This program is read by the author and includes excerpts from Richard Wagner's musical compositions throughout.

Alex Ross, renowned New Yorker music critic and author of the international best seller and Pulitzer Prize finalist The Rest Is Noise, reveals how Richard Wagner became the proving ground for modern art and politics - an aesthetic war zone where the Western world wrestled with its capacity for beauty and violence.

For better or worse, Wagner is the most widely influential figure in the history of music. Around 1900, the phenomenon known as Wagnerism saturated European and American culture. Such colossal creations as The Ring of the Nibelung, Tristan und Isolde, and Parsifal were models of formal daring, mythmaking, erotic freedom, and mystical speculation. A mighty procession of artists, including Virginia Woolf, Thomas Mann, Paul Cézanne, Isadora Duncan, and Luis Buñuel, felt his impact. Anarchists, occultists, feminists, and gay-rights pioneers saw him as a kindred spirit. Then Adolf Hitler incorporated Wagner into the soundtrack of Nazi Germany, and the composer came to be defined by his ferocious antisemitism. For many, his name is now almost synonymous with artistic evil.

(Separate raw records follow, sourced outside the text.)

// src/ingest/providers/aijobs_uk.rs
//! AIJobs.co.uk through its WordPress REST API. UK board, so salaries
//! without a symbol are GBP.

use async_trait::async_trait;
use serde::Deserialize;
use serde_json::Value;

use crate::error::SourceError;
use crate::ingest::extract::{mentions_remote, parse_salary, split_company_role, truncate_chars};
use crate::ingest::normalize_text;
use crate::ingest::providers::get_text;
use crate::ingest::types::{SourceAdapter, SourceFetch};
use crate::listing::{Currency, LocationType, RawListing, Seniority};

pub const NAME: &str = "aijobs_uk";
pub const DEFAULT_URL: &str = "https://aijobs.co.uk/wp-json/wp/v2/job-listings";

#[derive(Debug, Deserialize)]
struct Rendered {
    #[serde(default)]
    rendered: String,
}

#[derive(Debug, Default, Deserialize)]
struct Fields {
    company: Option<String>,
    company_name: Option<String>,
    location: Option<String>,
    salary: Option<String>,
}

#[derive(Debug, Deserialize)]
struct Post {
    title: Rendered,
    #[serde(default)]
    content: Option<Rendered>,
    #[serde(default)]
    link: String,
    // WordPress returns `[]` instead of `{}` for empty meta, hence Value.
    #[serde(default)]
    meta: Value,
    #[serde(default)]
    acf: Value,
}

pub struct AiJobsUkAdapter {
    mode: Mode,
}

enum Mode {
    Fixture(String),
    Http { url: String, client: reqwest::Client },
}

impl AiJobsUkAdapter {
    pub fn from_fixture_str(json: &str) -> Self {
        Self {
            mode: Mode::Fixture(json.to_string()),
        }
    }

    pub fn from_url(url: impl Into<String>, client: reqwest::Client) -> Self {
        Self {
            mode: Mode::Http {
                url: url.into(),
                client,
            },
        }
    }
}

#[async_trait]
impl SourceAdapter for AiJobsUkAdapter {
    async fn fetch(&self) -> SourceFetch {
        let res = match &self.mode {
            Mode::Fixture(json) => parse_posts(json),
            Mode::Http { url, client } => {
                let query = [
                    ("per_page", "100".to_string()),
                    ("orderby", "date".to_string()),
                    ("order", "desc".to_string()),
                ];
                match get_text(client, url, &query).await {
                    Ok(body) => parse_posts(&body),
                    Err(e) => Err(e),
                }
            }
        };
        SourceFetch::from_result(NAME, res)
    }

    fn name(&self) -> &'static str {
        NAME
    }
}

/// The envelope must be a JSON array; individual posts that don't match the
/// expected shape are dropped and counted.
fn parse_posts(body: &str) -> Result<SourceFetch, SourceError> {
    let items: Vec<Value> = serde_json::from_str(body)?;
    let mut out = Vec::new();
    let mut dropped = 0usize;
    for item in items {
        match serde_json::from_value::<Post>(item) {
            Ok(post) => {
                if let Some(l) = parse_post(post) {
                    out.push(l);
                }
            }
            Err(e) => {
                tracing::debug!(target: "ingest", source = NAME, error = %e, "skipping malformed post");
                dropped += 1;
            }
        }
    }
    Ok(SourceFetch::partial(out, dropped))
}

fn fields(v: &Value) -> Fields {
    serde_json::from_value(v.clone()).unwrap_or_default()
}

fn parse_post(post: Post) -> Option<RawListing> {
    let title = normalize_text(&post.title.rendered);
    if title.is_empty() {
        return None;
    }
    let content_html = post.content.map(|c| c.rendered).unwrap_or_default();
    let description = normalize_text(&content_html);

    let meta = fields(&post.meta);
    let acf = fields(&post.acf);

    let split = split_company_role(&title);
    let company = meta
        .company
        .or(acf.company)
        .or(acf.company_name)
        .filter(|c| !c.trim().is_empty())
        .or_else(|| split.as_ref().map(|(c, _)| c.clone()))
        .unwrap_or_else(|| "AI Company".to_string());
    let role = split.map(|(_, r)| r).unwrap_or_else(|| title.clone());

    let location_text = meta
        .location
        .or(acf.location)
        .unwrap_or_else(|| description.clone());
    // Remote-only feed: anything else is filtered here.
    if !mentions_remote(&location_text) {
        return None;
    }

    let salary_text = [
        meta.salary.unwrap_or_default(),
        acf.salary.unwrap_or_default(),
        description.clone(),
    ]
    .join(" ");

    let mut l = RawListing::new(NAME, company.trim(), role);
    l.location = LocationType::Remote;
    l.seniority = Seniority::infer(&title);
    if l.seniority == Seniority::Unknown {
        l.seniority = Seniority::infer(&description);
    }
    l.salary = parse_salary(&salary_text, Currency::Gbp);
    l.description = truncate_chars(&description, 500);
    l.url = post.link;
    Some(l)
}

#[cfg(test)]
mod tests {
    use super::*;

    #[test]
    fn parses_posts_and_counts_malformed() {
        let body = r#"[
          {"title": {"rendered": "Staff Research Engineer"},
           "content": {"rendered": "<p>Remote within the UK. £90,000 - £120,000.</p>"},
           "link": "https://aijobs.co.uk/job/1",
           "meta": [],
           "acf": {"company_name": "Brightloop"}},
          {"title": {"rendered": "Acme | NLP Engineer"},
           "content": {"rendered": "<p>Office based in Leeds.</p>"},
           "link": "https://aijobs.co.uk/job/2"},
          {"title": "not an object"}
        ]"#;
        let fetch = parse_posts(body).unwrap();
        assert_eq!(
            fetch.outcome,
            crate::ingest::types::FetchOutcome::Success { dropped: 1 }
        );
        assert_eq!(fetch.listings.len(), 1);
        let l = &fetch.listings[0];
        assert_eq!(l.company, "Brightloop");
        assert_eq!(l.seniority, Seniority::Staff);
        let s = l.salary.unwrap();
        assert_eq!(s.currency, Currency::Gbp);
        assert_eq!(s.max, Some(120_000.0));
    }

    #[test]
    fn non_array_body_is_a_parse_error() {
        assert!(matches!(
            parse_posts(r#"{"code": "rest_no_route"}"#),
            Err(SourceError::Parse(_))
        ));
    }
}
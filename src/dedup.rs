// src/dedup.rs
//! Cross-source deduplication: fingerprinting, field merge and the
//! cross-run seen-set.

use crate::error::DeduplicationAnomaly;
use crate::listing::{CanonicalListing, LocationType, RawListing, SalaryRange, Seniority};
use anyhow::{Context, Result};
use fs2::FileExt;
use metrics::{counter, describe_counter};
use once_cell::sync::OnceCell;
use sha2::{Digest, Sha256};
use std::collections::{BTreeSet, HashMap, HashSet};
use std::fs;
use std::path::{Path, PathBuf};

fn ensure_metrics_described() {
    static ONCE: OnceCell<()> = OnceCell::new();
    ONCE.get_or_init(|| {
        describe_counter!("dedup_merged_total", "Raw listings folded into an existing canonical listing.");
        describe_counter!("dedup_anomalies_total", "Conflicting field values seen during merge.");
    });
}

/// Case-fold, turn punctuation into spaces, collapse whitespace, trim.
pub fn normalize_key_part(s: &str) -> String {
    let folded: String = s
        .to_lowercase()
        .chars()
        .map(|c| if c.is_alphanumeric() { c } else { ' ' })
        .collect();
    folded.split_whitespace().collect::<Vec<_>>().join(" ")
}

/// `"{company}::{role}"` over the normalized parts.
pub fn fingerprint(company: &str, role: &str) -> String {
    format!("{}::{}", normalize_key_part(company), normalize_key_part(role))
}

/// First 16 bytes of SHA-256 over the fingerprint key, hex encoded.
pub fn listing_id(company: &str, role: &str) -> String {
    let digest = Sha256::digest(fingerprint(company, role).as_bytes());
    let mut out = String::with_capacity(32);
    for b in digest.iter().take(16) {
        use std::fmt::Write as _;
        let _ = write!(&mut out, "{:02x}", b);
    }
    out
}

#[derive(Debug, Clone, Default)]
pub struct DedupReport {
    /// Raw listings in.
    pub input: usize,
    /// Canonical listings out.
    pub unique: usize,
    pub anomalies: Vec<DeduplicationAnomaly>,
}

/// Merge a raw batch into canonical listings, in first-arrival order.
pub fn merge(raw: Vec<RawListing>) -> (Vec<CanonicalListing>, DedupReport) {
    ensure_metrics_described();
    let mut report = DedupReport {
        input: raw.len(),
        ..Default::default()
    };

    let mut by_id: HashMap<String, usize> = HashMap::new();
    let mut out: Vec<CanonicalListing> = Vec::new();
    for r in raw {
        let id = listing_id(&r.company, &r.role);
        match by_id.get(&id) {
            Some(&idx) => {
                counter!("dedup_merged_total").increment(1);
                merge_into(&mut out[idx], r, &mut report.anomalies);
            }
            None => {
                by_id.insert(id.clone(), out.len());
                out.push(canonical_from(id, r));
            }
        }
    }

    for a in &report.anomalies {
        tracing::warn!(
            target: "dedup",
            listing_id = %a.listing_id,
            field = a.field,
            kept = %a.kept,
            incoming = %a.incoming,
            source = %a.source_name,
            "conflicting value, keeping the first"
        );
    }
    counter!("dedup_anomalies_total").increment(report.anomalies.len() as u64);

    report.unique = out.len();
    tracing::info!(
        target: "dedup",
        input = report.input,
        unique = report.unique,
        anomalies = report.anomalies.len(),
        "merge done"
    );
    (out, report)
}

fn canonical_from(listing_id: String, r: RawListing) -> CanonicalListing {
    let mut tech_stack = Vec::new();
    push_tags(&mut tech_stack, r.tech_tags);
    CanonicalListing {
        listing_id,
        company: r.company.trim().to_string(),
        role: r.role.trim().to_string(),
        description: r.description,
        location: r.location,
        salary_range: r.salary.filter(|s| !s.is_empty()),
        tech_stack,
        seniority: r.seniority,
        sources: vec![r.source],
        discovered_at: r.fetched_at,
        url: r.url,
    }
}

/// Case-insensitive set union that keeps the first spelling.
fn push_tags(into: &mut Vec<String>, tags: Vec<String>) {
    let mut seen: HashSet<String> = into.iter().map(|t| t.to_lowercase()).collect();
    for t in tags {
        let t = t.trim().to_string();
        if !t.is_empty() && seen.insert(t.to_lowercase()) {
            into.push(t);
        }
    }
}

fn merge_into(c: &mut CanonicalListing, r: RawListing, anomalies: &mut Vec<DeduplicationAnomaly>) {
    let id = c.listing_id.clone();
    let source = r.source.clone();
    let mut conflict = |field: &'static str, kept: String, incoming: String| {
        anomalies.push(DeduplicationAnomaly {
            listing_id: id.clone(),
            field,
            kept,
            incoming,
            source_name: source.clone(),
        });
    };

    // Descriptions vary between boards; fill only, never flag.
    if c.description.is_empty() {
        c.description = r.description.clone();
    }

    if c.url.is_empty() {
        c.url = r.url.clone();
    } else if !r.url.is_empty() && r.url != c.url {
        conflict("url", c.url.clone(), r.url.clone());
    }

    if c.seniority == Seniority::Unknown {
        c.seniority = r.seniority;
    } else if r.seniority != Seniority::Unknown && r.seniority != c.seniority {
        conflict("seniority", format!("{:?}", c.seniority), format!("{:?}", r.seniority));
    }

    if r.location != c.location {
        conflict("location", location_str(c.location), location_str(r.location));
    }

    match (c.salary_range, r.salary.filter(|s| !s.is_empty())) {
        (None, incoming) => c.salary_range = incoming,
        (Some(kept), Some(incoming)) if kept != incoming => {
            conflict("salary_range", salary_str(&kept), salary_str(&incoming));
        }
        _ => {}
    }

    if r.fetched_at < c.discovered_at {
        c.discovered_at = r.fetched_at;
    }
    push_tags(&mut c.tech_stack, r.tech_tags.clone());
    if !c.sources.contains(&r.source) {
        c.sources.push(r.source.clone());
    }
}

fn location_str(l: LocationType) -> String {
    match l {
        LocationType::Remote => "remote",
        LocationType::Hybrid => "hybrid",
        LocationType::Onsite => "onsite",
    }
    .to_string()
}

fn salary_str(s: &SalaryRange) -> String {
    let fmt = |v: Option<f64>| v.map(|v| format!("{v:.0}")).unwrap_or_else(|| "?".into());
    format!("{}-{} {}", fmt(s.min), fmt(s.max), s.currency)
}

/* ----------------------------
Seen-set
---------------------------- */

/// Ids already published by an earlier run.
pub trait SeenStore: Send + Sync {
    fn contains(&self, listing_id: &str) -> bool;
    fn insert(&mut self, listing_id: &str);
    /// Make inserts durable. No-op for in-memory stores.
    fn persist(&mut self) -> Result<()>;
    fn len(&self) -> usize;
    fn is_empty(&self) -> bool {
        self.len() == 0
    }
}

#[derive(Debug, Default)]
pub struct MemorySeenStore {
    ids: BTreeSet<String>,
}

impl MemorySeenStore {
    pub fn new() -> Self {
        Self::default()
    }
}

impl SeenStore for MemorySeenStore {
    fn contains(&self, listing_id: &str) -> bool {
        self.ids.contains(listing_id)
    }
    fn insert(&mut self, listing_id: &str) {
        self.ids.insert(listing_id.to_string());
    }
    fn persist(&mut self) -> Result<()> {
        Ok(())
    }
    fn len(&self) -> usize {
        self.ids.len()
    }
}

/// Seen-set stored as a JSON array of ids. Holds an exclusive advisory lock on
/// `<path>.lock` while open, so a second process on the same file fails fast
/// instead of racing. The OS drops the lock when the holder exits, however it exits.
#[derive(Debug)]
pub struct JsonFileSeenStore {
    path: PathBuf,
    ids: BTreeSet<String>,
    dirty: bool,
    _lock: fs::File,
}

impl JsonFileSeenStore {
    pub fn open(path: impl AsRef<Path>) -> Result<Self> {
        let path = path.as_ref().to_path_buf();
        if let Some(dir) = path.parent().filter(|d| !d.as_os_str().is_empty()) {
            fs::create_dir_all(dir).with_context(|| format!("creating {}", dir.display()))?;
        }
        let lock_path = with_suffix(&path, ".lock");
        let lock = fs::OpenOptions::new()
            .read(true)
            .write(true)
            .create(true)
            .truncate(false)
            .open(&lock_path)
            .with_context(|| format!("opening {}", lock_path.display()))?;
        lock.try_lock_exclusive().with_context(|| {
            format!("seen-set {} is locked by another run ({})", path.display(), lock_path.display())
        })?;

        let ids = match fs::read_to_string(&path) {
            Ok(s) if s.trim().is_empty() => BTreeSet::new(),
            Ok(s) => serde_json::from_str::<Vec<String>>(&s)
                .with_context(|| format!("parsing seen-set {}", path.display()))?
                .into_iter()
                .collect(),
            Err(e) if e.kind() == std::io::ErrorKind::NotFound => BTreeSet::new(),
            Err(e) => return Err(e).with_context(|| format!("reading seen-set {}", path.display())),
        };
        tracing::debug!(target: "dedup", path = %path.display(), ids = ids.len(), "seen-set loaded");
        Ok(Self {
            path,
            ids,
            dirty: false,
            _lock: lock,
        })
    }

    pub fn path(&self) -> &Path {
        &self.path
    }
}

fn with_suffix(path: &Path, suffix: &str) -> PathBuf {
    let mut s = path.as_os_str().to_owned();
    s.push(suffix);
    PathBuf::from(s)
}

impl SeenStore for JsonFileSeenStore {
    fn contains(&self, listing_id: &str) -> bool {
        self.ids.contains(listing_id)
    }

    fn insert(&mut self, listing_id: &str) {
        if self.ids.insert(listing_id.to_string()) {
            self.dirty = true;
        }
    }

    /// Write to a temp file next to the target, then rename over it.
    fn persist(&mut self) -> Result<()> {
        if !self.dirty && self.path.exists() {
            return Ok(());
        }
        let tmp = with_suffix(&self.path, ".tmp");
        let body = serde_json::to_string_pretty(&self.ids)?;
        fs::write(&tmp, body).with_context(|| format!("writing {}", tmp.display()))?;
        fs::rename(&tmp, &self.path).with_context(|| format!("replacing {}", self.path.display()))?;
        self.dirty = false;
        Ok(())
    }

    fn len(&self) -> usize {
        self.ids.len()
    }
}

In Wagnerism, Alex Ross restores the magnificent confusion of what it means to be a Wagnerian. A pandemonium of geniuses, madmen, charlatans, and prophets do battle over Wagner’s many-sided legacy. As listeners of his brilliant articles for The New Yorker have come to expect, Ross ranges thrillingly across artistic disciplines, from the architecture of Louis Sullivan to the novels of Philip K. Dick, from the Zionist writings of Theodor Herzl to the civil-rights essays of W.E.B. Du Bois, from O Pioneers! to Apocalypse Now.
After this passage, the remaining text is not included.